After being introduced on stage, the undergraduate said he had been "freaking out about this speech", but that he felt compelled to speak out.
"The genocide currently occurring is supported politically and military by the United States, is paid for by our tax dollars and has been live-streamed to our phones," he said.
"I condemn this genocide and complicity in this genocide," Mr Rozos added in remarks that lasted about two-and-a-half minutes.
He did not specifically mention Israel, which emphatically denies accusations of genocide in Gaza, or Jewish people.
A since-deleted profile of Mr Rozos on NYU's website indicated he studied cultural criticism and political economy at a small liberal arts school within the campus.
In another online profile, Mr Rozos is described as an "actor, artist, and gay Black trans man".
NYU is one of 10 universities being investigated by Trump's antisemitism taskforce for incidents on campus since the Israel-Gaza war began in October 2023.
NYU was not, however, among 60 universities that were sent letters by the Department of Education warning of "enforcement action" if it did not protect Jewish students.
The US president's son, Barron, is a student at NYU, enrolled at its Stern School of Business.
Arguably the university under the most pressure from the administration is America's oldest, Harvard.
Trump has cut more than $2.6bn (£2bn) in funding, a decision that the university argues will hamper critical disease research.
Harvard has filed a lawsuit claiming the action is unlawful. It has also rejected a list of demands that the Trump administration said was designed to curb alleged discrimination.

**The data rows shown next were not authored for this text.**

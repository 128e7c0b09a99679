//! Margin requirements and health factor.
//!
//! Initial margin (IM) is what a position must be funded to after any change
//! that adds risk, and what liquidation restores it to. Maintenance margin (MM)
//! is the floor; health factor = equity / MM and a position is liquidatable
//! below 1. Leverage tiers raise the IM rate as notional grows.
//!
//! Long options are fully paid: the initial requirement is their own value and
//! there is no maintenance requirement, so they are never liquidated. Short
//! options are margined on underlying notional like futures.

use crate::instrument::InstrumentKind;
use crate::types::{Leverage, Price, Quote, SignedSize};
use rust_decimal::Decimal;
use rust_decimal_macros::dec;
use serde::{Deserialize, Serialize};

#[derive(Debug, Clone, PartialEq, Eq, Serialize, Deserialize)]
pub struct MarginParams {
    pub initial_margin_rate: Decimal,
    pub maintenance_margin_rate: Decimal,
    pub max_leverage: Leverage,
    pub leverage_tiers: Vec<LeverageTier>,
}

impl Default for MarginParams {
    fn default() -> Self {
        Self {
            initial_margin_rate: dec!(0.10),
            maintenance_margin_rate: dec!(0.05),
            max_leverage: Leverage::whole(10),
            leverage_tiers: vec![
                LeverageTier {
                    max_notional: Quote::new(dec!(1_000_000)),
                    max_leverage: Leverage::whole(10),
                },
                LeverageTier {
                    max_notional: Quote::new(dec!(5_000_000)),
                    max_leverage: Leverage::whole(5),
                },
                LeverageTier {
                    max_notional: Quote::new(dec!(20_000_000)),
                    max_leverage: Leverage::whole(2),
                },
            ],
        }
    }
}

impl MarginParams {
    /// Flat rates with no tiers.
    pub fn flat(initial_margin_rate: Decimal, maintenance_margin_rate: Decimal) -> Self {
        let max_leverage = Leverage::new(Decimal::ONE / initial_margin_rate).unwrap_or(Leverage::whole(1));
        Self {
            initial_margin_rate,
            maintenance_margin_rate,
            max_leverage,
            leverage_tiers: Vec::new(),
        }
    }

    pub fn validate(&self) -> Result<(), String> {
        if self.maintenance_margin_rate <= Decimal::ZERO {
            return Err("maintenance margin rate must be positive".to_string());
        }
        if self.initial_margin_rate <= self.maintenance_margin_rate {
            return Err("initial margin rate must exceed maintenance rate".to_string());
        }
        if self.initial_margin_rate > Decimal::ONE {
            return Err("initial margin rate above 100%".to_string());
        }
        let ascending = self
            .leverage_tiers
            .windows(2)
            .all(|w| w[0].max_notional < w[1].max_notional);
        if !ascending {
            return Err("leverage tiers must be sorted by notional".to_string());
        }
        Ok(())
    }
}

#[derive(Debug, Clone, PartialEq, Eq, Serialize, Deserialize)]
pub struct LeverageTier {
    pub max_notional: Quote,
    pub max_leverage: Leverage,
}

#[derive(Debug, Clone, Copy, PartialEq, Eq, Default, Serialize, Deserialize)]
pub struct MarginRequirement {
    pub initial: Quote,
    pub maintenance: Quote,
}

pub fn notional_value(size: SignedSize, price: Price) -> Quote {
    Quote::new(size.abs() * price.value())
}

pub fn effective_max_leverage(notional: Quote, params: &MarginParams) -> Leverage {
    for tier in &params.leverage_tiers {
        if notional <= tier.max_notional {
            return tier.max_leverage;
        }
    }
    params
        .leverage_tiers
        .last()
        .map(|t| t.max_leverage)
        .unwrap_or(params.max_leverage)
}

// 3.1: IM rate for a notional. the stricter of the flat rate and the tier/cap leverage.
pub fn initial_rate(notional: Quote, leverage_cap: Leverage, params: &MarginParams) -> Decimal {
    let tier = effective_max_leverage(notional, params);
    let leverage = if tier.value() < leverage_cap.value() {
        tier
    } else {
        leverage_cap
    };
    params.initial_margin_rate.max(leverage.initial_margin_fraction())
}

pub fn required_margin(notional: Quote, leverage_cap: Leverage, params: &MarginParams) -> Quote {
    notional.mul(initial_rate(notional, leverage_cap, params))
}

// 3.2: requirement for one position at the current underlying mark
pub fn position_requirement(
    kind: &InstrumentKind,
    size: SignedSize,
    underlying_mark: Price,
    barrier_touched: bool,
    params: &MarginParams,
) -> MarginRequirement {
    if size.is_zero() {
        return MarginRequirement::default();
    }
    match kind {
        InstrumentKind::Spot => MarginRequirement::default(),
        InstrumentKind::Option { .. } if size.is_long() => {
            let value = Quote::new(size.abs() * kind.value_at(underlying_mark, barrier_touched));
            MarginRequirement {
                initial: value,
                maintenance: Quote::zero(),
            }
        }
        _ => {
            let notional = notional_value(size, underlying_mark);
            MarginRequirement {
                initial: required_margin(notional, params.max_leverage, params),
                maintenance: notional.mul(params.maintenance_margin_rate),
            }
        }
    }
}

pub fn health_factor(equity: Quote, maintenance: Quote) -> Decimal {
    if maintenance.value() <= Decimal::ZERO {
        return Decimal::MAX;
    }
    equity.value() / maintenance.value()
}

/// Aggregated equity and requirements. One position for isolated margin, every
/// cross position sharing a quote asset for cross margin.
#[derive(Debug, Clone, Copy, PartialEq, Eq, Default, Serialize, Deserialize)]
pub struct MarginSnapshot {
    pub equity: Quote,
    pub initial: Quote,
    pub maintenance: Quote,
}

impl MarginSnapshot {
    pub fn new(equity: Quote, requirement: MarginRequirement) -> Self {
        Self {
            equity,
            initial: requirement.initial,
            maintenance: requirement.maintenance,
        }
    }

    pub fn combine(&self, other: &MarginSnapshot) -> MarginSnapshot {
        MarginSnapshot {
            equity: self.equity.add(other.equity),
            initial: self.initial.add(other.initial),
            maintenance: self.maintenance.add(other.maintenance),
        }
    }

    pub fn health(&self) -> Decimal {
        health_factor(self.equity, self.maintenance)
    }

    pub fn is_liquidatable(&self) -> bool {
        self.maintenance.is_positive() && self.equity < self.maintenance
    }

    pub fn meets_initial(&self) -> bool {
        self.equity >= self.initial
    }

    /// Margin that must be added to reach IM.
    pub fn initial_shortfall(&self) -> Quote {
        self.initial.sub(self.equity).max_zero()
    }
}

#[cfg(test)]
mod tests {
    use super::*;
    use crate::instrument::OptionType;
    use crate::types::Timestamp;
    use rust_decimal_macros::dec;

    fn px(v: Decimal) -> Price {
        Price::new_unchecked(v)
    }

    #[test]
    fn notional_calculation() {
        let notional = notional_value(SignedSize::new(dec!(-2)), px(dec!(50000)));
        assert_eq!(notional.value(), dec!(100000));
    }

    #[test]
    fn flat_rates_for_futures() {
        let params = MarginParams::flat(dec!(0.1), dec!(0.05));
        let req = position_requirement(
            &InstrumentKind::Perpetual,
            SignedSize::new(dec!(100)),
            px(dec!(100)),
            false,
            &params,
        );
        assert_eq!(req.initial.value(), dec!(1000));
        assert_eq!(req.maintenance.value(), dec!(500));
    }

    #[test]
    fn tiers_raise_initial_rate() {
        let params = MarginParams::default();
        // 2M notional falls in the 5x tier
        let im = required_margin(Quote::new(dec!(2_000_000)), params.max_leverage, &params);
        assert_eq!(im.value(), dec!(400_000));
        // small notional stays on the flat 10%
        let im = required_margin(Quote::new(dec!(10_000)), params.max_leverage, &params);
        assert_eq!(im.value(), dec!(1_000));
    }

    #[test]
    fn long_option_requirement_is_its_value() {
        let call = InstrumentKind::Option {
            expiry: Timestamp::from_millis(1),
            strike: px(dec!(100)),
            option_type: OptionType::Call,
            barrier: None,
        };
        let params = MarginParams::default();
        let long = position_requirement(&call, SignedSize::new(dec!(2)), px(dec!(130)), false, &params);
        assert_eq!(long.initial.value(), dec!(60));
        assert!(long.maintenance.is_zero());

        let short = position_requirement(&call, SignedSize::new(dec!(-2)), px(dec!(130)), false, &params);
        assert_eq!(short.maintenance.value(), dec!(13));
        assert_eq!(short.initial.value(), dec!(26));
    }

    #[test]
    fn health_factor_values() {
        assert_eq!(health_factor(Quote::new(dec!(450)), Quote::new(dec!(500))), dec!(0.9));
        assert_eq!(health_factor(Quote::new(dec!(1)), Quote::zero()), Decimal::MAX);
    }

    #[test]
    fn snapshot_combines_for_cross() {
        let a = MarginSnapshot {
            equity: Quote::new(dec!(300)),
            initial: Quote::new(dec!(200)),
            maintenance: Quote::new(dec!(100)),
        };
        let b = MarginSnapshot {
            equity: Quote::new(dec!(-50)),
            initial: Quote::new(dec!(200)),
            maintenance: Quote::new(dec!(100)),
        };
        let total = a.combine(&b);
        assert_eq!(total.health(), dec!(1.25));
        assert!(!total.is_liquidatable());
        assert!(b.is_liquidatable());
        assert_eq!(total.initial_shortfall().value(), dec!(150));
    }

    #[test]
    fn params_validation() {
        assert!(MarginParams::default().validate().is_ok());
        assert!(MarginParams::flat(dec!(0.05), dec!(0.05)).validate().is_err());
    }
}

Separately, several foreign students who took part in pro-Palestinian activism on US campuses have been detained in recent months.
The Trump administration alleges they have expressed support for Hamas, which the US, EU and UK designates as a terrorist group, and called for their deportation.
Lawyers for the students say they are exercising their right to free speech, accusing the government of "open repression of student activism and political speech".